Jess tried to shut her ears and keep her face impassive even as she positioned herself between her new charge and one of the couples. Luckily, the noise level in the bar made it extremely unlikely that they could hear a thing.

Jess only wished she were so lucky. That she had not yet succeeded in impressing Mrs. Cooper was excruciatingly clear.

"Not when you do something like send over a teenage stand-in. This is it, do you hear? I mean it. I need you."

Whether fighting with her husband was a regular feature of Mrs. Cooper's life or not, she sounded both angry and desperate. Her voice was low but increasingly shrill. She blinked rapidly. Her cheeks had flushed a deep, distressed pink.

Uncomfortable, Jess glanced away.

I'm counting on you for this, Davenport had said in the phone call that had interrupted Jess's sleepy viewing of a Lifetime movie from the cozy comfort of her bed and sent her scrambling out of her pj's and into the car he had sent to pick her up. From the way Davenport had slurred his words, it was obvious he 'd been imbibing pretty heavily.

In no shape to babysit Annette tonight, was how he had unapologetically put it. Anyway, I'm not home. It'd take me an hour or more to get there. While you . . .

Her apartment was maybe ten minutes away.

As she had scrambled into her clothes she 'd thought, This is a chance to get to know the First Lady. It's inner-circle stuff, the kind of thing that any newbie lawyer would kill for. It could lead to a promotion. It could lead to a whole lot more . . . everything. Responsibility. Prestige. Money. Always, in the end, it came down to money.

The story of her life.

"But I need you. This is an emergency. Do you hear? This is it," Mrs. Cooper told Davenport again, louder than before, drawing Jess's attention back to her. To Jess's horror, big tears started to leak from the First Lady's eyes and roll down her cheeks. Her face crumpled, her mouth shook, and so did the hand holding the phone. Jess shot a sideways glance at the next table, then tensed at the sound of a footstep behind her. Pivoting, using her body to block the sight line to her illustrious charge as best she could, she confronted a waiter who was clearly intent on checking in with the customer at the corner table.

Yikes.

"I tell you, it's true," Mrs. Cooper continued in what was almost a sob, growing louder with every word. Sight lines she could block, Jess thought despairingly. Voices, not so much. "It's a nightmare. You have to help me."

"We don't need anything else, thanks," Jess said brightly to the waiter.

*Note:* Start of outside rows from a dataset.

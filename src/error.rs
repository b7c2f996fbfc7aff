//! Error taxonomy for the dashboard.
//!
//! Every failure a panel can hit maps to one variant here. The command layer
//! turns these into transient notices; nothing in this enum is fatal to the
//! process.

use thiserror::Error;

/// Severity of a user-visible notice
#[derive(Debug, Clone, Copy, PartialEq, Eq, serde::Serialize, serde::Deserialize)]
#[serde(rename_all = "lowercase")]
pub enum NoticeLevel {
    Success,
    Warning,
    Danger,
    Info,
}

#[derive(Debug, Error)]
pub enum DashboardError {
    // -- input validation (no network call attempted) --
    #[error("Please enter data or upload a PDF.")]
    NoInput,

    #[error("{0} is required.")]
    MissingField(String),

    #[error("Please select a PDF file. ({0})")]
    InvalidFile(String),

    #[error("Invalid URL provided: {0}")]
    InvalidUrl(String),

    #[error("API key does not look like a Gemini key: {0}")]
    InvalidApiKey(String),

    #[error("Unknown template: {0}")]
    UnknownTemplate(String),

    #[error("Unknown context: {0}")]
    UnknownContext(String),

    #[error("Could not determine county from address. Please include county name (e.g., \"Surry\").")]
    UnknownCounty,

    #[error("Invalid import file: {0}")]
    InvalidBundle(String),

    #[error("No {0} to export.")]
    NothingToExport(String),

    // -- credentials --
    #[error("API key not found.")]
    MissingCredential,

    // -- service / network --
    #[error("AI service error: {0}")]
    Service(String),

    #[error("Request failed: {0}")]
    Network(String),

    #[error("Content generation failed: Empty response from AI.")]
    EmptyResponse,

    // -- response shape --
    #[error("AI response did not match the required format.")]
    MalformedResponse,

    // -- platform degradations --
    #[error("Could not copy document automatically. Please copy manually.")]
    Clipboard,

    #[error("Could not open print window. Please check your system settings.")]
    PopupBlocked,

    #[error("Could not open {0}")]
    Launch(String),

    // -- everything else --
    #[error("A request is already in progress for this panel.")]
    Busy,

    #[error("Not found: {0}")]
    NotFound(String),

    #[error("Storage error: {0}")]
    Storage(String),

    #[error(transparent)]
    Io(#[from] std::io::Error),

    #[error(transparent)]
    Json(#[from] serde_json::Error),
}

impl DashboardError {
    /// Notice level used when this error is surfaced to the user
    pub fn level(&self) -> NoticeLevel {
        match self {
            Self::NoInput
            | Self::MissingField(_)
            | Self::InvalidFile(_)
            | Self::InvalidApiKey(_)
            | Self::UnknownTemplate(_)
            | Self::UnknownContext(_)
            | Self::NothingToExport(_)
            | Self::PopupBlocked
            | Self::Launch(_)
            | Self::Busy => NoticeLevel::Warning,
            Self::InvalidUrl(_)
            | Self::InvalidBundle(_)
            | Self::UnknownCounty
            | Self::MissingCredential
            | Self::Service(_)
            | Self::Network(_)
            | Self::EmptyResponse
            | Self::MalformedResponse
            | Self::Clipboard
            | Self::NotFound(_)
            | Self::Storage(_)
            | Self::Io(_)
            | Self::Json(_) => NoticeLevel::Danger,
        }
    }

    /// True for errors raised before any request reaches the AI service
    pub fn is_validation(&self) -> bool {
        matches!(
            self,
            Self::NoInput
                | Self::MissingField(_)
                | Self::InvalidFile(_)
                | Self::InvalidUrl(_)
                | Self::InvalidApiKey(_)
                | Self::UnknownTemplate(_)
                | Self::UnknownContext(_)
                | Self::UnknownCounty
                | Self::InvalidBundle(_)
        )
    }
}

impl From<DashboardError> for String {
    fn from(err: DashboardError) -> Self {
        err.to_string()
    }
}

pub type Result<T> = std::result::Result<T, DashboardError>;
//! AI task matrix: task records, due-date display and the persisted list.

pub mod due_date;
pub mod entry;
pub mod matrix;

pub use due_date::{describe_due, DueLabel};
pub use entry::{
    Communication, CommunicationKind, ExtractedTask, Priority, Task, TaskDraft, DEFAULT_TASK_TYPE,
};
pub use matrix::{display_order, TaskFilter, TaskMatrix, TASK_BUNDLE};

"You sure?" The waiter was maybe mid-twenties, a slight guy with dark hair and eyes. His gaze slid past Jess, seeking Mrs. Cooper, who was—thank God—silent again, apparently listening to Davenport now. Jess could only hope that the woman's head was once again down, with the baseball cap obscuring her face.

Taking a sliding step to the left with the intention of more completely blocking the waiter's view, Jess nodded.

"I'm sure."

"That'll be twelve dollars, then."

Twelve dollars. Okay, Jess, pay the First Lady's bar bill.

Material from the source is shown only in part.